The translation of classical Chinese poetry presents unique challenges due to its rich cultural and historical context, strict linguistic structure, and inherent aesthetic value. While large language models (LLMs) like ChatGPT have shown impressive performance in general translation tasks, the demand for translations that are not only adequate but also fluent and elegant has increased. This study introduces a benchmark specifically designed to evaluate the performance of LLMs in translating classical Chinese poetry into English, focusing on adequacy, fluency, and elegance. The study reveals that existing LLMs fall short in this task and proposes a Retrieval-Augmented Translation (RAT) method to enhance translation quality. Additionally, a new evaluation metric based on GPT-4 is introduced to better assess translation quality.

Related Work

Poetry Machine Translation

Initial attempts at poetry machine translation utilized phrase-based systems to translate French poetry into metrical English poetry, demonstrating the ability to adhere to rhythmic and rhyming rules (Genzel et al., 2010). However, advanced machine translation systems trained on non-poetry data struggle to preserve the original style of poetry (Chakrabarty et al., 2021). To address this, some studies have generated diverse styles by embedding specific styles into the decoder (Zhang et al., 2018; Liu and Wang, 2012). For classical Chinese poetry, a Hybrid Machine Translation (HBMT) model was proposed to improve semantic and syntactic accuracy (Chakrawarti and Bansal, 2022). Recently, ChatGPT has been used to translate modern poems from English to Chinese (Wang et al., 2024).

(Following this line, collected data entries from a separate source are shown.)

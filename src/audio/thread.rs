use std::path::PathBuf;
use std::sync::mpsc::{Receiver, RecvTimeoutError};
use std::thread;
use std::thread::JoinHandle;
use std::time::Duration;

use rodio::{OutputStreamBuilder, Sink};

use super::sink::create_sink_at;
use super::types::{AudioCmd, MediaHandle};

pub(super) fn spawn_audio_thread(rx: Receiver<AudioCmd>, media: MediaHandle) -> JoinHandle<()> {
    thread::spawn(move || {
        let stream =
            OutputStreamBuilder::open_default_stream().expect("ERR: No audio output device");
        // rodio logs to stderr when OutputStream is dropped. That's useful in
        // debugging, but noisy for a TUI app.
        let mut stream = stream;
        stream.log_on_drop(false);

        let mut sink: Option<Sink> = None;
        let mut paused = true;
        let mut volume: f32 = 1.0;

        // Path of the loaded track, kept around for seek rebuilds.
        let mut current: Option<PathBuf> = None;

        // Ticker thread advancing the published elapsed time while playing.
        let media_for_ticker = media.clone();
        thread::spawn(move || {
            loop {
                thread::sleep(Duration::from_millis(500));
                let mut info = media_for_ticker.lock().unwrap();
                if info.playing {
                    info.elapsed = info.elapsed + Duration::from_millis(500);
                }
            }
        });

        loop {
            match rx.recv_timeout(Duration::from_millis(200)) {
                Ok(cmd) => match cmd {
                    AudioCmd::Load {
                        path,
                        duration_hint,
                        start_paused,
                        seq,
                    } => {
                        if let Some(s) = sink.as_ref() {
                            s.stop();
                        }
                        sink = None;

                        match create_sink_at(&stream, &path, Duration::ZERO) {
                            Ok((new_sink, decoded)) => {
                                new_sink.set_volume(volume);
                                paused = start_paused;
                                if !start_paused {
                                    new_sink.play();
                                }
                                let duration = decoded.or(duration_hint);
                                sink = Some(new_sink);
                                current = Some(path);
                                if let Ok(mut info) = media.lock() {
                                    info.seq = seq;
                                    info.elapsed = Duration::ZERO;
                                    info.duration = duration;
                                    info.playing = !start_paused;
                                    info.finished = false;
                                    info.failed = false;
                                }
                            }
                            Err(e) => {
                                eprintln!("audio: cannot start {}: {e}", path.display());
                                current = None;
                                paused = true;
                                if let Ok(mut info) = media.lock() {
                                    info.seq = seq;
                                    info.elapsed = Duration::ZERO;
                                    info.duration = duration_hint;
                                    info.playing = false;
                                    info.finished = false;
                                    info.failed = true;
                                }
                            }
                        }
                    }

                    AudioCmd::Resume => {
                        if let Some(ref s) = sink {
                            if paused {
                                s.play();
                                paused = false;
                                if let Ok(mut info) = media.lock() {
                                    info.playing = true;
                                }
                            }
                        }
                    }

                    AudioCmd::Pause => {
                        if let Some(ref s) = sink {
                            if !paused {
                                s.pause();
                                paused = true;
                                if let Ok(mut info) = media.lock() {
                                    info.playing = false;
                                }
                            }
                        }
                    }

                    AudioCmd::Stop => {
                        if let Some(s) = sink.as_ref() {
                            s.stop();
                        }
                        sink = None;
                        current = None;
                        paused = true;
                        if let Ok(mut info) = media.lock() {
                            info.elapsed = Duration::ZERO;
                            info.duration = None;
                            info.playing = false;
                            info.finished = false;
                        }
                    }

                    AudioCmd::SetVolume(v) => {
                        volume = v.clamp(0.0, 1.0);
                        if let Some(ref s) = sink {
                            s.set_volume(volume);
                        }
                    }

                    AudioCmd::SeekTo(target) => {
                        // Seeking rebuilds the sink and skips into the file.
                        let Some(path) = current.clone() else {
                            continue;
                        };
                        if sink.is_none() {
                            continue;
                        }
                        if let Some(s) = sink.as_ref() {
                            s.stop();
                        }

                        match create_sink_at(&stream, &path, target) {
                            Ok((new_sink, _)) => {
                                new_sink.set_volume(volume);
                                if !paused {
                                    new_sink.play();
                                }
                                sink = Some(new_sink);
                                if let Ok(mut info) = media.lock() {
                                    info.elapsed = target;
                                }
                            }
                            Err(e) => {
                                eprintln!("audio: seek failed for {}: {e}", path.display());
                                sink = None;
                                current = None;
                                paused = true;
                                if let Ok(mut info) = media.lock() {
                                    info.playing = false;
                                    info.failed = true;
                                }
                            }
                        }
                    }

                    AudioCmd::Quit { fade_out_ms } => {
                        if let Some(ref s) = sink {
                            // Fade out gently before stopping.
                            fade_out_sink(s, fade_out_ms);
                            s.stop();
                        }
                        // Update shared state so UI/MPRIS don't keep showing Playing.
                        if let Ok(mut info) = media.lock() {
                            info.playing = false;
                        }
                        break;
                    }
                },
                Err(RecvTimeoutError::Timeout) => {
                    // End-of-track poll: a drained sink means the song ran out.
                    if let Some(ref s) = sink {
                        if !paused && s.empty() {
                            sink = None;
                            current = None;
                            paused = true;
                            if let Ok(mut info) = media.lock() {
                                info.playing = false;
                                info.finished = true;
                            }
                        }
                    }
                }
                Err(RecvTimeoutError::Disconnected) => break,
            }
        }
    })
}

fn fade_out_sink(sink: &Sink, fade_out_ms: u64) {
    if fade_out_ms == 0 {
        sink.set_volume(0.0);
        return;
    }
    let steps: u64 = 20;
    let step_ms = (fade_out_ms / steps).max(1);
    let start = sink.volume();
    for step in 1..=steps {
        let t = step as f32 / steps as f32;
        sink.set_volume(start * (1.0 - t));
        thread::sleep(Duration::from_millis(step_ms));
    }
    sink.set_volume(0.0);
}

Chinese Classical Poetry Dataset

Several open datasets for Chinese classical poetry exist. Chen et al. (2019) published a fine-grained emotional poetry corpus containing 5,000 Chinese quatrains. Yutong et al. (2020) released a dataset with 3,940 quatrains annotated with themes and emotions. Liu et al. (2020) collected a parallel bilingual dataset of ancient and modern Chinese, aligning lines using a string matching algorithm. This study introduces the first dataset for English translation of Chinese classical poetry, aimed at evaluating translation performance in terms of adequacy, fluency, and elegance.

Research Methodology

Classical Chinese Poetry Dataset Construction

The dataset construction involved collecting classical Chinese poetry data and corresponding English translations from online resources. The database contains 1,200 poems from Tang, Song, and Yuan dynasties. After manual screening, 608 poems were selected as gold standards for translation source and target alignment. The dataset statistics are shown in Table 1.

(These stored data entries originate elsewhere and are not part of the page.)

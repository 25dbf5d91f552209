use std::sync::mpsc::{Receiver, Sender};
use std::time::Duration;

use crossterm::event::{self, Event, KeyCode, KeyEvent, KeyEventKind};
use ratatui::{Terminal, backend::CrosstermBackend};

use crate::app::{App, Pane};
use crate::audio::{AudioPlayer, MediaHandle};
use crate::config;
use crate::mpris::{ControlCmd, MprisHandle};
use crate::player::{PlaybackState, Player, PlayerEvent};
use crate::runtime::loader::{LoaderEvent, LoaderHandle};
use crate::runtime::mpris_sync::update_mpris;
use crate::ui;

/// Main terminal event loop: handles input, UI drawing and the sync between
/// the controller, the audio thread, the loader and MPRIS. Returns `Ok(())`
/// when shutdown is requested.
pub fn run(
    terminal: &mut Terminal<CrosstermBackend<std::io::Stdout>>,
    settings: &config::Settings,
    app: &mut App,
    player: &mut Player,
    audio_player: &AudioPlayer,
    mpris: &MprisHandle,
    control_tx: &Sender<ControlCmd>,
    control_rx: &Receiver<ControlCmd>,
    loader: &LoaderHandle,
    player_events: &Receiver<PlayerEvent>,
) -> Result<(), Box<dyn std::error::Error>> {
    let media = audio_player.media_handle();

    loop {
        sync_media(player, &media);

        // Apply loader results, discarding any that raced a folder change.
        while let Some(ev) = loader.try_recv() {
            apply_loader_event(ev, settings, app, player);
        }

        // Controller notifications: keep MPRIS and the cursor in sync.
        while let Ok(ev) = player_events.try_recv() {
            apply_player_event(&ev, app, player, mpris);
        }

        terminal.draw(|f| ui::draw(f, app, player, &settings.ui, &settings.controls))?;

        while let Ok(cmd) = control_rx.try_recv() {
            if handle_control_cmd(cmd, settings, app, player, audio_player) {
                return Ok(());
            }
        }

        if event::poll(Duration::from_millis(50))? {
            if let Event::Key(key) = event::read()? {
                if key.kind != KeyEventKind::Press {
                    continue;
                }
                if handle_key_event(key, settings, app, player, audio_player, control_tx, loader) {
                    return Ok(());
                }
            }
        }
    }
}

/// Pull media facts from the audio thread into the controller, ignoring
/// snapshots that do not belong to the controller's latest load.
fn sync_media(player: &mut Player, media: &MediaHandle) {
    let (elapsed, duration, finished, failed) = {
        let Ok(mut info) = media.lock() else {
            return;
        };
        if info.seq != player.load_seq() {
            return;
        }
        let snap = (info.elapsed, info.duration, info.finished, info.failed);
        // finished/failed are edge notifications; consume them here.
        info.finished = false;
        info.failed = false;
        snap
    };

    if player.duration().is_none() {
        if let Some(d) = duration {
            player.metadata_loaded(d);
        }
    }
    player.position_changed(elapsed);
    if failed {
        player.playback_blocked();
    }
    if finished {
        player.track_ended();
    }
}

fn apply_loader_event(
    ev: LoaderEvent,
    settings: &config::Settings,
    app: &mut App,
    player: &mut Player,
) {
    match ev {
        LoaderEvent::FolderLoaded {
            folder,
            tracks,
            autoplay,
        } => {
            if folder != app.current_folder {
                // Stale result for a folder the user already left.
                return;
            }

            app.loading = false;
            app.set_track_count(tracks.len());
            app.track_selected = 0;
            app.current_cover = app
                .albums
                .iter()
                .find(|a| a.folder == app.current_folder)
                .and_then(|a| a.cover.clone());

            player.load_playlist(tracks);

            if autoplay {
                player.select_track(0, false);
            } else if settings.playback.select_first && player.has_tracks() {
                player.select_track(0, settings.playback.start_paused);
            }
        }
        LoaderEvent::AlbumsListed { root, albums } => {
            if root != app.root {
                return;
            }
            app.set_albums(albums);
        }
    }
}

fn apply_player_event(ev: &PlayerEvent, app: &mut App, player: &Player, mpris: &MprisHandle) {
    match ev {
        PlayerEvent::TrackChanged { index } => {
            if app.follow_playback {
                if let Some(i) = index {
                    app.set_track_selected(*i);
                }
            }
            update_mpris(mpris, player, app.current_cover.as_deref());
        }
        PlayerEvent::StatusChanged { .. } | PlayerEvent::PlaylistChanged { .. } => {
            update_mpris(mpris, player, app.current_cover.as_deref());
        }
        PlayerEvent::PositionChanged { .. } | PlayerEvent::VolumeChanged { .. } => {}
    }
}

fn handle_control_cmd(
    cmd: ControlCmd,
    settings: &config::Settings,
    app: &mut App,
    player: &mut Player,
    audio_player: &AudioPlayer,
) -> bool {
    match cmd {
        ControlCmd::Quit => {
            audio_player.quit_softly(Duration::from_millis(settings.audio.quit_fade_out_ms));
            return true;
        }
        ControlCmd::Play => {
            app.follow_playback_on();
            if player.state() == PlaybackState::Idle {
                if app.has_tracks() {
                    player.select_track(app.track_selected, false);
                }
            } else {
                player.play();
            }
        }
        ControlCmd::Pause => player.pause(),
        ControlCmd::PlayPause => {
            app.follow_playback_on();
            if player.state() == PlaybackState::Idle {
                if app.has_tracks() {
                    player.select_track(app.track_selected, false);
                }
            } else {
                player.toggle_play();
            }
        }
        ControlCmd::Stop => player.pause(),
        ControlCmd::Next => {
            app.follow_playback_on();
            player.advance();
        }
        ControlCmd::Prev => {
            app.follow_playback_on();
            player.retreat();
        }
    }

    false
}

fn handle_key_event(
    key: KeyEvent,
    settings: &config::Settings,
    app: &mut App,
    player: &mut Player,
    audio_player: &AudioPlayer,
    control_tx: &Sender<ControlCmd>,
    loader: &LoaderHandle,
) -> bool {
    match key.code {
        KeyCode::Char('q') => {
            audio_player.quit_softly(Duration::from_millis(settings.audio.quit_fade_out_ms));
            return true;
        }
        KeyCode::Tab => app.toggle_pane(),
        KeyCode::Char('j') | KeyCode::Down => {
            app.follow_playback_off();
            app.cursor_down();
        }
        KeyCode::Char('k') | KeyCode::Up => {
            app.follow_playback_off();
            app.cursor_up();
        }
        KeyCode::Enter => match app.pane {
            Pane::Tracks => {
                if app.has_tracks() {
                    app.follow_playback_on();
                    player.select_track(app.track_selected, false);
                }
            }
            Pane::Albums => {
                if let Some(album) = app.selected_album() {
                    // Switch folders; the playlist is replaced when (and if)
                    // the matching loader result comes back.
                    let folder = album.folder.clone();
                    app.current_folder = folder.clone();
                    app.loading = true;
                    loader.request_folder(folder, true);
                }
            }
        },
        KeyCode::Char('p') | KeyCode::Char(' ') => {
            let _ = control_tx.send(ControlCmd::PlayPause);
        }
        KeyCode::Char('l') => {
            let _ = control_tx.send(ControlCmd::Next);
        }
        KeyCode::Char('h') => {
            let _ = control_tx.send(ControlCmd::Prev);
        }
        KeyCode::Right => {
            let step = f64::from(settings.controls.seek_step_percent) / 100.0;
            player.seek_to_fraction(player.fraction() + step);
        }
        KeyCode::Left => {
            let step = f64::from(settings.controls.seek_step_percent) / 100.0;
            player.seek_to_fraction(player.fraction() - step);
        }
        KeyCode::Char('+') | KeyCode::Char('=') => {
            let step = i32::from(settings.controls.volume_step_percent);
            player.set_volume_percent(i32::from(player.volume_percent()) + step);
        }
        KeyCode::Char('-') => {
            let step = i32::from(settings.controls.volume_step_percent);
            player.set_volume_percent(i32::from(player.volume_percent()) - step);
        }
        KeyCode::Char('m') => player.toggle_mute(),
        _ => {}
    }

    false
}

#[cfg(test)]
mod tests {
    use super::*;
    use crate::audio::{AudioCmd, MediaInfo};
    use crate::library::Track;
    use std::sync::mpsc;
    use std::sync::{Arc, Mutex};

    fn track(title: &str) -> Track {
        Track {
            path: std::path::PathBuf::from(format!("/tmp/{title}.mp3")),
            title: title.into(),
            artist: None,
            album: None,
            duration: None,
            display: title.into(),
        }
    }

    fn playing_player() -> Player {
        let (tx, rx) = mpsc::channel::<AudioCmd>();
        // The audio thread is not running in tests; sends go nowhere.
        std::mem::drop(rx);
        let mut player = Player::new(tx);
        player.load_playlist(vec![track("A")]);
        player.select_track(0, false);
        player
    }

    #[test]
    fn media_facts_with_a_stale_seq_are_ignored() {
        let mut player = playing_player();
        assert_eq!(player.load_seq(), 1);

        let media: MediaHandle = Arc::new(Mutex::new(MediaInfo {
            seq: 0,
            elapsed: Duration::from_secs(9),
            duration: Some(Duration::from_secs(60)),
            playing: true,
            finished: true,
            failed: false,
        }));

        sync_media(&mut player, &media);

        assert_eq!(player.position(), Duration::ZERO);
        assert_eq!(player.duration(), None);
        assert_eq!(player.state(), PlaybackState::Playing);
        // Stale edge flags are left for the load they belong to.
        assert!(media.lock().unwrap().finished);
    }

    #[test]
    fn matching_media_facts_apply_and_consume_edge_flags() {
        let mut player = playing_player();

        let media: MediaHandle = Arc::new(Mutex::new(MediaInfo {
            seq: 1,
            elapsed: Duration::from_secs(5),
            duration: Some(Duration::from_secs(60)),
            playing: true,
            finished: false,
            failed: false,
        }));

        sync_media(&mut player, &media);
        assert_eq!(player.duration(), Some(Duration::from_secs(60)));
        assert_eq!(player.position(), Duration::from_secs(5));

        media.lock().unwrap().finished = true;
        sync_media(&mut player, &media);
        // Single-track playlist: the end-of-track notification stops playback.
        assert_eq!(player.state(), PlaybackState::Stopped);
        assert!(!media.lock().unwrap().finished);
    }

    #[test]
    fn a_failed_load_reads_as_paused() {
        let mut player = playing_player();

        let media: MediaHandle = Arc::new(Mutex::new(MediaInfo {
            seq: 1,
            elapsed: Duration::ZERO,
            duration: None,
            playing: false,
            finished: false,
            failed: true,
        }));

        sync_media(&mut player, &media);
        assert_eq!(player.state(), PlaybackState::Paused);
        assert!(!media.lock().unwrap().failed);
    }
}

Adequacy in Sentence-Level Translation

To construct the test set, sentences containing historical knowledge and commonsense were selected from the collected data. The test set consists of 500 sentences, each represented as a triplet (s, tc, te), where s is the source sentence, tc is the correct translation, and te is the incorrect translation. This setup ensures diversity and requires disambiguation based on context, historical background, and commonsense.

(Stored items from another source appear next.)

//! Application module: the UI-side model.
//!
//! The `App` model lives in `app::model` and holds the album list, cursor
//! positions, pane focus and the current folder.

mod model;

pub use model::*;
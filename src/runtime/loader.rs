//! Background folder loader.
//!
//! Scanning happens off the UI thread. Every result is tagged with the
//! folder it was requested for, so the event loop can drop results that
//! arrive after the user has already moved on to another folder.

use std::path::PathBuf;
use std::sync::mpsc::{self, Receiver, Sender};
use std::thread;

use crate::config::LibrarySettings;
use crate::library::{self, Album, Track};

pub enum LoaderCmd {
    /// Scan `folder` for tracks.
    LoadFolder { folder: PathBuf, autoplay: bool },
    /// List the album subfolders of `root`.
    ListAlbums { root: PathBuf },
}

pub enum LoaderEvent {
    FolderLoaded {
        /// The folder this result was computed for.
        folder: PathBuf,
        tracks: Vec<Track>,
        /// Start the first track immediately (album card click).
        autoplay: bool,
    },
    AlbumsListed {
        root: PathBuf,
        albums: Vec<Album>,
    },
}

pub struct LoaderHandle {
    tx: Sender<LoaderCmd>,
    rx: Receiver<LoaderEvent>,
}

impl LoaderHandle {
    pub fn request_folder(&self, folder: PathBuf, autoplay: bool) {
        let _ = self.tx.send(LoaderCmd::LoadFolder { folder, autoplay });
    }

    pub fn request_albums(&self, root: PathBuf) {
        let _ = self.tx.send(LoaderCmd::ListAlbums { root });
    }

    pub fn try_recv(&self) -> Option<LoaderEvent> {
        self.rx.try_recv().ok()
    }
}

pub fn spawn_loader(settings: LibrarySettings) -> LoaderHandle {
    let (cmd_tx, cmd_rx) = mpsc::channel::<LoaderCmd>();
    let (ev_tx, ev_rx) = mpsc::channel::<LoaderEvent>();

    thread::spawn(move || {
        for cmd in cmd_rx {
            let event = match cmd {
                LoaderCmd::LoadFolder { folder, autoplay } => {
                    let tracks = library::scan(&folder, &settings);
                    LoaderEvent::FolderLoaded {
                        folder,
                        tracks,
                        autoplay,
                    }
                }
                LoaderCmd::ListAlbums { root } => {
                    let albums = library::list_albums(&root);
                    LoaderEvent::AlbumsListed { root, albums }
                }
            };
            if ev_tx.send(event).is_err() {
                break;
            }
        }
    });

    LoaderHandle {
        tx: cmd_tx,
        rx: ev_rx,
    }
}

Classical Chinese Poetry Knowledge Base

A knowledge base consisting of 30,000 entries was collected, including classical Chinese poems, historical background, dynasty names, modern Chinese translations, author introductions, modern Chinese analysis, and poetry type information. This knowledge base enhances translation quality by providing rich historical and cultural nuances.

Human Annotation

Human annotators assessed the quality of translation parallel sentence pairs to eliminate any problematic instances, ensuring high data quality.

Experimental Design

Proposed Method: RAT

The RAT method enhances translation outcomes by leveraging contextual information from the Classical Chinese Poetry Knowledge Base. It involves two workflows:

  1. First Workflow: The Retriever module retrieves relevant knowledge from diverse perspectives, and the Selector module filters the retrieved knowledge to enhance its relevance to the poetry.
  2. Second Workflow: The Translator module translates different English verses based on the retrieved knowledge. The Voter module votes on each translated sentence to determine the optimal translation, and the Extractor module extracts the final translation results.

Evaluation Methods

Evaluation Criteria

The translation quality is evaluated based on three aspects: adequacy, fluency, and elegance. Specific evaluation methods include:

  1. Adequate: Accuracy (Acc) focuses on the precision of each element in the translation, maintaining correct semantic and logical relationships.
  2. Fluent: Beauty of Sound (BS) examines harmonious sound, precise wording, adherence to metrical rules, and smooth rhythm. Beauty of Form (BF) evaluates consistency with the source poem’s structure.
  3. Elegant: Beauty of Meaning (BM) assesses the depth and richness of the translation, focusing on themes, emotions, and messages.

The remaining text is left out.